Gather each line in the entries that includes the string "cache".

• • • • • • •

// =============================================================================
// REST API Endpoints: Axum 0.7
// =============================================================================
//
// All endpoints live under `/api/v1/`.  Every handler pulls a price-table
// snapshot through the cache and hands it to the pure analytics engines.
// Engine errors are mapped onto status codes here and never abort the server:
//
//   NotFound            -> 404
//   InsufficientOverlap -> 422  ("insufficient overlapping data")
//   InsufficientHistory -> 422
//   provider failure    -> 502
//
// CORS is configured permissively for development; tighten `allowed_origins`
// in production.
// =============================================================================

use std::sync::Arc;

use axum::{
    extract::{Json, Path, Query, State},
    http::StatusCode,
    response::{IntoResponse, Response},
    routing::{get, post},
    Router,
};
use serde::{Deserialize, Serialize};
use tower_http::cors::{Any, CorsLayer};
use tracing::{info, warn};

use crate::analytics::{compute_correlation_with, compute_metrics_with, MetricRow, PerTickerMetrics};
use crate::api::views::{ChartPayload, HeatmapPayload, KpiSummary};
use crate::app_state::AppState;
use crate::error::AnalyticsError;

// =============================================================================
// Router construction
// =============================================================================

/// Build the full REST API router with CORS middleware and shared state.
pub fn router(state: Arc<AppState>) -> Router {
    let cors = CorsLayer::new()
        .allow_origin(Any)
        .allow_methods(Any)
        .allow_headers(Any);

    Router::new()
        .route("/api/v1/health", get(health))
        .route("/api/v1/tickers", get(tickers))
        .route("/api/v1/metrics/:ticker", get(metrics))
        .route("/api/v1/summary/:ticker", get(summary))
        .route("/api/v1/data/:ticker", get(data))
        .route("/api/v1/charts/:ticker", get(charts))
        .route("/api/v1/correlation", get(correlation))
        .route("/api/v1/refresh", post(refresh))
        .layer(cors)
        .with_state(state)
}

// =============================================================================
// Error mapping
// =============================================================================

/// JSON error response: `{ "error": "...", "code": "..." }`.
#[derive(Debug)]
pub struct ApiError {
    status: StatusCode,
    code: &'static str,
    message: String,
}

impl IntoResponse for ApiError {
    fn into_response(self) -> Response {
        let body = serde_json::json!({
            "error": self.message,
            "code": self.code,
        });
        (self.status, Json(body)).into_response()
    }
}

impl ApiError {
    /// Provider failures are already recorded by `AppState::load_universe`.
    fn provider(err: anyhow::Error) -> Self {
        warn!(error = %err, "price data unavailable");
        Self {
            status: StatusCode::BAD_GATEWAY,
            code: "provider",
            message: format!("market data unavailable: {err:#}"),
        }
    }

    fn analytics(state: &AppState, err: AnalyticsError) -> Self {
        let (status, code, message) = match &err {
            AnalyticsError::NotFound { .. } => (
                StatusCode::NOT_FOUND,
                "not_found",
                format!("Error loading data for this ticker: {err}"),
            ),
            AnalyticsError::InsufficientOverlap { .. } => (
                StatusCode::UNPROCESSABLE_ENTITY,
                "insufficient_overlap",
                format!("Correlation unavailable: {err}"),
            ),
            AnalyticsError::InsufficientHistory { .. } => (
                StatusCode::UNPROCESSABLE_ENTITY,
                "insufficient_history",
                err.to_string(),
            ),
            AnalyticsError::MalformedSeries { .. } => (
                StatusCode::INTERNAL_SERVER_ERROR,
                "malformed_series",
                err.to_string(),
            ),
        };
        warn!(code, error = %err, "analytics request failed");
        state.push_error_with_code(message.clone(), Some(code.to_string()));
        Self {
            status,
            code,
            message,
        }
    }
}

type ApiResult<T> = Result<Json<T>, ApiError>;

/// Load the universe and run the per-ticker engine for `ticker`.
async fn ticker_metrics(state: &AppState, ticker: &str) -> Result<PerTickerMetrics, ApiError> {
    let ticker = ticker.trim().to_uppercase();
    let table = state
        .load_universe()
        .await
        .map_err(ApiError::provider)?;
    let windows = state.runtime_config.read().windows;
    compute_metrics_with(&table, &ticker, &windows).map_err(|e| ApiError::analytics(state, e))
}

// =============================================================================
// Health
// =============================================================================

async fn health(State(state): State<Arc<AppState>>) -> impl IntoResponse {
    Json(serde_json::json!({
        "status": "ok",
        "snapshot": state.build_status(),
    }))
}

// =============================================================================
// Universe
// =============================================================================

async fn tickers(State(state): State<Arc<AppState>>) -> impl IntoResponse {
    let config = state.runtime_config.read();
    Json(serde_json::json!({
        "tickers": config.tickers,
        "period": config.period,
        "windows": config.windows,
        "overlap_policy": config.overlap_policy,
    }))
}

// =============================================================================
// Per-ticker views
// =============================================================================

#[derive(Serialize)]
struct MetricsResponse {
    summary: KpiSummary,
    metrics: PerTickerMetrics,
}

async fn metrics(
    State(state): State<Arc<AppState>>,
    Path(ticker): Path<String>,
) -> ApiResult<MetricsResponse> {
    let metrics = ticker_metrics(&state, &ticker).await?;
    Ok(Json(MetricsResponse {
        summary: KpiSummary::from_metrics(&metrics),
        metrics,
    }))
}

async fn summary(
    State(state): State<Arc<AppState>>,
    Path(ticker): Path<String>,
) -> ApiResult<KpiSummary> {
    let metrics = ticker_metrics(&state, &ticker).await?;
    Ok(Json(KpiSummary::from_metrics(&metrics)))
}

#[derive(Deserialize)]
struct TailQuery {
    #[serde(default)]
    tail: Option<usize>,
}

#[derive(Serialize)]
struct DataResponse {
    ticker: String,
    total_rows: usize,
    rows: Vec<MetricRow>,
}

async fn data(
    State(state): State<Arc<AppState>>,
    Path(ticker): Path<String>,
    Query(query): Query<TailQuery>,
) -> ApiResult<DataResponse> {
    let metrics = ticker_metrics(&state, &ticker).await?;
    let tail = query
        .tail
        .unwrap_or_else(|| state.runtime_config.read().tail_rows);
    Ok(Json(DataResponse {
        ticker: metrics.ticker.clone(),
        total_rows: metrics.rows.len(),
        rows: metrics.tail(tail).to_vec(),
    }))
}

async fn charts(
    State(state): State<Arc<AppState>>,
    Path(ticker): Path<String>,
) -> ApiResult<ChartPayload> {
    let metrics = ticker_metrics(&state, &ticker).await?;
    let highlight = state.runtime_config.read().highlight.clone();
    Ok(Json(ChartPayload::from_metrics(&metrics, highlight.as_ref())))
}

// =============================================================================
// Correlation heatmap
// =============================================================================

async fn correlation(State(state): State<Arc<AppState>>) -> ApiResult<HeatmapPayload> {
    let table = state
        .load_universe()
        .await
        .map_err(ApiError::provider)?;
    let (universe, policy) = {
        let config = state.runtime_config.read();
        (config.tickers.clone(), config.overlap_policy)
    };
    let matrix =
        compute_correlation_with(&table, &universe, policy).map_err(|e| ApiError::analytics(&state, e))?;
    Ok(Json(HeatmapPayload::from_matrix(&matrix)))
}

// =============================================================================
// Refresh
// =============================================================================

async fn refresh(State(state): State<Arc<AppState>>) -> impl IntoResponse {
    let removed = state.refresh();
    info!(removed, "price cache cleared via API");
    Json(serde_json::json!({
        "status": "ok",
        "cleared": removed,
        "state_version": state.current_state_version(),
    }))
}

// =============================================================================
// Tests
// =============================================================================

• • • • • • •

→ Solution for this exercise:
// snapshot through the cache and hands it to the pure analytics engines.
    info!(removed, "price cache cleared via API");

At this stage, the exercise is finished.